I predict the JPO will develop the d*mned fuses (if they don't cost TOO much) if only to give the DOT&E their (two) pound(s) of flesh. I also note here (perennially it seems) that a '25% increase in vulnerability' gives no true perspective on vulnerability (25% more than "very little" is still "very little") nor the higher impact to 'survivability'. The DOT&E still provides no budget to the programs they write-up to help comply with their whims, and does not EVER weigh the importance of "vulnerability" relative to the "susceptibility" in considering the real metric of "survivability". This is not, per usual, a case of DOT&E actually being an authority on what is best. It a conflict in opinion and judgement between two presumptive 'authorities', of which only the JPO also has the 'responsibility'.

I'll stand with the ones who have the responsibility for draining the swamp, not the ones filming the docudrama, thank you very much.


So just who is writing this junk? 

Kevin Knodell is a professional multimedia journalist and comic writer. He writes about veterans, military history, peacekeeping and refugees for War is Boring at Medium.com. He's the current writer of War is Boring's regular comic series with artist Blue Delliquanti, as well as the writer of the comic mini-history 'How The World Forgot Darfur' with artist Keith Badgely.
From June 2014-April 2015 he was the coordinator of War Is Boring's field team in Northern Iraq. That meant supervising an international team of contributors covering the war with Islamic State, the mounting humanitarian crisis and the ongoing political struggle. The team's work has been cited by Fox News, The New Yorker, Huffington Post, France 24, and Yahoo News. He has been interviewed by Vice Germany and Rudaw English to provide insight on military tactics and new media conflict reporting.
Writer, Comic Writer, Combat Voyeur. Gets quoted by other media every now and then - got it.
At least he's a redhead and can grow a beard:
Very Van Gogh-ish


Joseph Trevithick is a "Journalist and researcher with experience using various open source and public domain resources, as well as traditional research methods (including informational interviewing and familiarity with the IRB process). Has written pieces for print publications such as Small Arms Review, and online outlets, such as a contributor to Small Wars Journal and Tom Ricks’ The Best Defense. Is also a regular contributor to David Axe’s War is Boring, hosted by Medium.com. Has been interviewed for television by BBC World, CNN International, ABC News, and Al-Jazeera English, on topics ranging from unmanned aerial vehicles to the situation in Afghanistan.
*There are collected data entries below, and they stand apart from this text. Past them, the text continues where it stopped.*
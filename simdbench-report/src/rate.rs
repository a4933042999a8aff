//! Rate Computation

use simdbench_core::ExecutionResult;

/// Scale for GOP/s and GB/s
pub const GIGA: f64 = 1e9;

/// `total_operations / elapsed_seconds / scale`, or 0 for an empty window
pub fn rate_per_second(result: &ExecutionResult, scale: f64) -> f64 {
    if result.elapsed_seconds > 0.0 {
        result.total_operations / result.elapsed_seconds / scale
    } else {
        0.0
    }
}

/// Arithmetic mean, 0 for an empty slice
pub fn mean(values: &[f64]) -> f64 {
    if values.is_empty() {
        return 0.0;
    }
    values.iter().sum::<f64>() / values.len() as f64
}

/// Binary byte count, e.g. `4 KiB` or `1.5 MiB`
pub fn format_bytes(bytes: usize) -> String {
    const UNITS: [&str; 5] = ["B", "KiB", "MiB", "GiB", "TiB"];
    let mut value = bytes as f64;
    let mut unit = 0;
    while value >= 1024.0 && unit < UNITS.len() - 1 {
        value /= 1024.0;
        unit += 1;
    }
    if value.fract() == 0.0 {
        format!("{} {}", value as u64, UNITS[unit])
    } else {
        format!("{:.1} {}", value, UNITS[unit])
    }
}
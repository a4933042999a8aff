//! Benchmark bodies.
//!
//! Every kernel keeps its working set in independent accumulators so the
//! `ILP` parameter controls how many data-independent instructions are in
//! flight per loop iteration. Results are passed through `black_box` so the
//! optimizer cannot drop the work.

pub mod memory;
pub mod portable;

#[cfg(target_arch = "aarch64")]
pub mod aarch64;
#[cfg(target_arch = "x86_64")]
pub mod x86;
//! Benchmark Suites
//!
//! Drives catalog entries through the execution engine:
//!
//! - **Planning**: thread combinations and memory buffer sizes
//! - **Repetition**: warmup executions followed by the measured series
//! - **Suites**: arithmetic operations and memory transfers, each printing
//!   one line per result above an `indicatif` progress bar

mod memory;
mod ops;
mod plan;

pub use memory::{MemorySweep, run_memory_suite};
pub use ops::run_op_suite;
pub use plan::{divider, generate_test_sizes, thread_combinations};

use indicatif::{ProgressBar, ProgressStyle};
use regex::Regex;
use simdbench_core::{EngineError, ExecutionResult, ThreadCounts};
use simdbench_report::SkippedBenchmark;

/// Settings shared by both suites
#[derive(Debug, Clone)]
pub struct SuiteOptions {
    /// Discarded executions before the measured series
    pub warmup: usize,
    /// Measured executions kept per benchmark
    pub repetitions: usize,
    /// Thread splits every benchmark runs with
    pub threads: Vec<ThreadCounts>,
    /// Only benchmarks whose label (or category) matches
    pub filter: Option<Regex>,
    /// Print dividers and result lines to stdout
    pub echo: bool,
    /// Draw a progress bar
    pub progress: bool,
}

impl SuiteOptions {
    /// Whether a benchmark passes the filter
    pub fn selects(&self, names: &[&str]) -> bool {
        match &self.filter {
            Some(re) => names.iter().any(|name| re.is_match(name)),
            None => true,
        }
    }
}

/// Results of one suite plus the benchmarks it did not run
#[derive(Debug, Clone)]
pub struct SuiteOutput<R> {
    /// One record per measured (benchmark, parameters, threads) combination
    pub results: Vec<R>,
    /// Deduplicated skip records, in first-seen order
    pub skipped: Vec<SkippedBenchmark>,
}

impl<R> Default for SuiteOutput<R> {
    fn default() -> Self {
        Self {
            results: Vec::new(),
            skipped: Vec::new(),
        }
    }
}

impl<R> SuiteOutput<R> {
    /// Record a skip unless an identical one already exists
    pub fn skip(&mut self, label: &str, reason: impl Into<String>) {
        let skipped = SkippedBenchmark {
            label: label.to_string(),
            reason: reason.into(),
        };
        if !self.skipped.contains(&skipped) {
            self.skipped.push(skipped);
        }
    }
}

/// Execute `warmup + repetitions` times and keep the last `repetitions` results
pub fn repeat<F>(
    warmup: usize,
    repetitions: usize,
    mut execute: F,
) -> Result<Vec<ExecutionResult>, EngineError>
where
    F: FnMut() -> Result<ExecutionResult, EngineError>,
{
    let mut results = Vec::with_capacity(repetitions);
    for i in 0..warmup + repetitions {
        let result = execute()?;
        if i >= warmup {
            results.push(result);
        }
    }
    Ok(results)
}

/// Prints above the progress bar so result lines and the bar never interleave
struct Console {
    bar: ProgressBar,
    echo: bool,
}

impl Console {
    fn new(len: usize, options: &SuiteOptions) -> Self {
        let bar = if options.progress {
            let pb = ProgressBar::new(len as u64);
            pb.set_style(
                ProgressStyle::default_bar()
                    .template(
                        "{spinner:.green} [{elapsed_precise}] [{bar:40.cyan/blue}] {pos}/{len} {msg}",
                    )
                    .unwrap_or_else(|_| ProgressStyle::default_bar())
                    .progress_chars("#>-"),
            );
            pb
        } else {
            ProgressBar::hidden()
        };
        Self {
            bar,
            echo: options.echo,
        }
    }

    fn println(&self, line: impl AsRef<str>) {
        if self.echo {
            self.bar.suspend(|| println!("{}", line.as_ref()));
        }
    }

    fn step(&self, msg: &str) {
        self.bar.set_message(msg.to_string());
    }

    fn inc(&self) {
        self.bar.inc(1);
    }

    fn finish(&self) {
        self.bar.finish_and_clear();
    }
}

#[cfg(test)]
mod tests {
    use super::*;

    fn result(elapsed_seconds: f64) -> ExecutionResult {
        ExecutionResult {
            elapsed_seconds,
            total_operations: 1.0,
            elapsed_ticks: 0,
        }
    }

    #[test]
    fn test_repeat_discards_warmup() {
        let mut calls = 0;
        let results = repeat(2, 3, || {
            calls += 1;
            Ok(result(calls as f64))
        })
        .unwrap();

        assert_eq!(calls, 5);
        let elapsed: Vec<f64> = results.iter().map(|r| r.elapsed_seconds).collect();
        assert_eq!(elapsed, vec![3.0, 4.0, 5.0]);
    }

    #[test]
    fn test_repeat_stops_on_error() {
        let mut calls = 0;
        let err = repeat(1, 4, || {
            calls += 1;
            if calls == 2 {
                Err(EngineError::NoThreads)
            } else {
                Ok(result(1.0))
            }
        })
        .unwrap_err();

        assert!(matches!(err, EngineError::NoThreads));
        assert_eq!(calls, 2);
    }

    #[test]
    fn test_skips_deduplicated() {
        let mut output = SuiteOutput::<()>::default();
        output.skip("FMLA (4 x f32, vector)", "missing feature neon");
        output.skip("FMLA (4 x f32, vector)", "missing feature neon");
        output.skip("FMLA (2 x f64, vector)", "missing feature neon");
        assert_eq!(output.skipped.len(), 2);
        assert_eq!(output.skipped[0].label, "FMLA (4 x f32, vector)");
    }

    #[test]
    fn test_filter_selects() {
        let mut options = SuiteOptions {
            warmup: 0,
            repetitions: 1,
            threads: vec![ThreadCounts::new(1, 0)],
            filter: None,
            echo: false,
            progress: false,
        };
        assert!(options.selects(&["anything"]));

        options.filter = Some(Regex::new("^LOAD").unwrap());
        assert!(options.selects(&["LOAD (16-byte units)"]));
        assert!(options.selects(&["STORE (16-byte units)", "LOAD category"]));
        assert!(!options.selects(&["STORE (16-byte units)"]));
    }
}
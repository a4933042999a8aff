#![warn(missing_docs)]
//! # SimdBench
//!
//! Peak-throughput micro-benchmarks for vector arithmetic and memory
//! transfers on hybrid (performance + efficiency core) CPUs.
//!
//! SimdBench provides:
//! - **Three-phase contract**: `setup` and `teardown` stay outside the timed
//!   window; only `run` is measured
//! - **Priority classes**: high- and low-priority worker pools that the OS
//!   steers towards performance and efficiency cores
//! - **Synchronized start**: the timer starts only once every worker has
//!   checked in at the start gate, so the window covers only concurrent work
//! - **Catalog**: fused multiply-add families at ILP 1-8 and load, store and
//!   copy kernels at ILP 1, 2, 4 and 8 over aligned buffers
//! - **Reports**: GOP/s and GB/s per repetition, written as JSON
//!
//! ## Quick Start
//!
//! ```no_run
//! use simdbench::prelude::*;
//!
//! let bench = op_benchmarks().next().unwrap();
//! let result = run_benchmark(&bench.benchmark, &(), ThreadCounts::new(2, 0)).unwrap();
//! println!("{:.2} GOP/s", rate_per_second(&result, GIGA));
//! ```
//!
//! ## Custom Benchmarks
//!
//! ```ignore
//! struct Spin;
//!
//! impl Benchmark for Spin {
//!     type Params = u64;
//!     type Handle = u64;
//!
//!     fn setup(&self, n: &u64) -> Result<u64, SetupError> { Ok(*n) }
//!     fn run(&self, n: &mut u64) -> f64 { *n as f64 }
//!     fn teardown(&self, _: u64) {}
//! }
//! ```

// Re-export core types
pub use simdbench_core::{
    BASELINE_FEATURE, Benchmark, BenchmarkFns, EngineError, ExecutionRequest, ExecutionResult,
    HAS_CYCLE_COUNTER, ParseThreadCountsError, PriorityClass, SetupError, ThreadCounts, Timer,
    feature_supported, probe, run_benchmark, sysctl_value, vector_length,
};

// Re-export the catalog
pub use simdbench_catalog::{
    AlignedBuffer, MEM_ILP_VARIANTS, MIN_ALIGNMENT, MemBenchmark, MemHandle, MemParams,
    N_ITERATIONS, OP_ILP_VARIANTS, OpBenchmark, OpHandle, SIZE_ALIGNMENT, kernels,
    mem_benchmarks, n_iterations, op_benchmarks,
};

// Re-export report types
pub use simdbench_report::{
    CpuInfo, GIGA, MemBenchmarkReport, OpBenchmarkReport, OutputFormat, Report, ReportError,
    ReportMeta, SkippedBenchmark, SystemInfo, format_bytes, generate_json_report, mean,
    rate_per_second, write_json,
};

// Re-export the suite drivers
pub use simdbench_cli::{
    Cli, Commands, MemorySweep, SimdConfig, Suite, SuiteOptions, SuiteOutput, detect_cpu_info,
    generate_test_sizes, repeat, run_memory_suite, run_op_suite, thread_combinations,
};

/// Prelude for convenient imports
pub mod prelude {
    pub use crate::{
        Benchmark, BenchmarkFns, ExecutionRequest, ExecutionResult, GIGA, SetupError,
        ThreadCounts, mem_benchmarks, op_benchmarks, rate_per_second, run_benchmark,
    };
}

/// Run the SimdBench CLI.
///
/// Call this from a binary's `main()`:
/// ```ignore
/// fn main() -> anyhow::Result<()> {
///     simdbench::run()
/// }
/// ```
pub use simdbench_cli::run;
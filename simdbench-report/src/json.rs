//! JSON Output

use crate::report::Report;
use serde::Serialize;
use std::path::{Path, PathBuf};
use thiserror::Error;

/// Failure writing a report file
#[derive(Debug, Error)]
pub enum ReportError {
    /// Output directory or file could not be written
    #[error("I/O error writing {path}: {source}")]
    Io {
        /// File or directory involved
        path: PathBuf,
        /// Underlying error
        #[source]
        source: std::io::Error,
    },

    /// Value could not be serialized
    #[error("JSON serialization failed: {0}")]
    Json(#[from] serde_json::Error),
}

/// Generate a prettified JSON report.
///
/// Serializes the benchmark report into machine-readable JSON format.
pub fn generate_json_report(report: &Report) -> Result<String, serde_json::Error> {
    serde_json::to_string_pretty(report)
}

/// Write `value` as pretty JSON to `dir/file`, creating `dir` if needed.
///
/// Returns the path written.
pub fn write_json<T: Serialize + ?Sized>(
    dir: &Path,
    file: &str,
    value: &T,
) -> Result<PathBuf, ReportError> {
    std::fs::create_dir_all(dir).map_err(|source| ReportError::Io {
        path: dir.to_path_buf(),
        source,
    })?;

    let path = dir.join(file);
    let json = serde_json::to_string_pretty(value)?;
    std::fs::write(&path, json).map_err(|source| ReportError::Io {
        path: path.clone(),
        source,
    })?;
    Ok(path)
}

#[cfg(test)]
mod tests {
    use super::*;
    use crate::report::{CpuInfo, ReportMeta, SystemInfo};

    fn sample_report() -> Report {
        let meta = ReportMeta {
            version: "0.1.0".to_string(),
            timestamp: chrono::Utc::now(),
            system: SystemInfo {
                os: "linux".to_string(),
                arch: "x86_64".to_string(),
                cpu: "Test CPU".to_string(),
                cpu_cores: 8,
                memory_gb: 16.0,
            },
        };
        let cpu = CpuInfo {
            cpu_p_cores: 4,
            cpu_e_cores: 4,
            vector_length: 16,
            features: vec!["avx2".to_string()],
        };
        Report::new(meta, cpu)
    }

    #[test]
    fn test_generate_json_report() {
        let json = generate_json_report(&sample_report()).unwrap();
        let value: serde_json::Value = serde_json::from_str(&json).unwrap();
        assert_eq!(value["cpu"]["cpu_p_cores"], 4);
        assert_eq!(value["meta"]["system"]["cpu"], "Test CPU");
        assert!(value["ops"].as_array().unwrap().is_empty());
    }

    #[test]
    fn test_write_json_creates_directory() {
        let tmp = tempfile::tempdir().unwrap();
        let dir = tmp.path().join("nested").join("out");
        let report = sample_report();

        let path = write_json(&dir, "cpu_info.json", &report.cpu).unwrap();
        assert_eq!(path, dir.join("cpu_info.json"));

        let back: CpuInfo =
            serde_json::from_str(&std::fs::read_to_string(&path).unwrap()).unwrap();
        assert_eq!(back, report.cpu);
    }

    #[test]
    fn test_write_json_into_file_path_fails() {
        let tmp = tempfile::tempdir().unwrap();
        let blocker = tmp.path().join("blocker");
        std::fs::write(&blocker, "x").unwrap();

        let err = write_json(&blocker, "a.json", &[1, 2, 3]).unwrap_err();
        assert!(matches!(err, ReportError::Io { .. }));
    }
}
Is currently working on a number of projects concerning various military topics for a range of audiences."
Also "He graduated from Carnegie Mellon University in 2006 with a dual BA in History and Policy and International Relations"

Summed up: Writer, likes history (small history from what I read), 'policy', and not just mediation -- international mediation . Gets quoted by other media every now and then - got it.
This article is a new low for Trevithick. Which is remarkable, because his old low isn't even a week old yet.
Well, he has access to a big map. Nothing says 'pro' like a big map... I guess.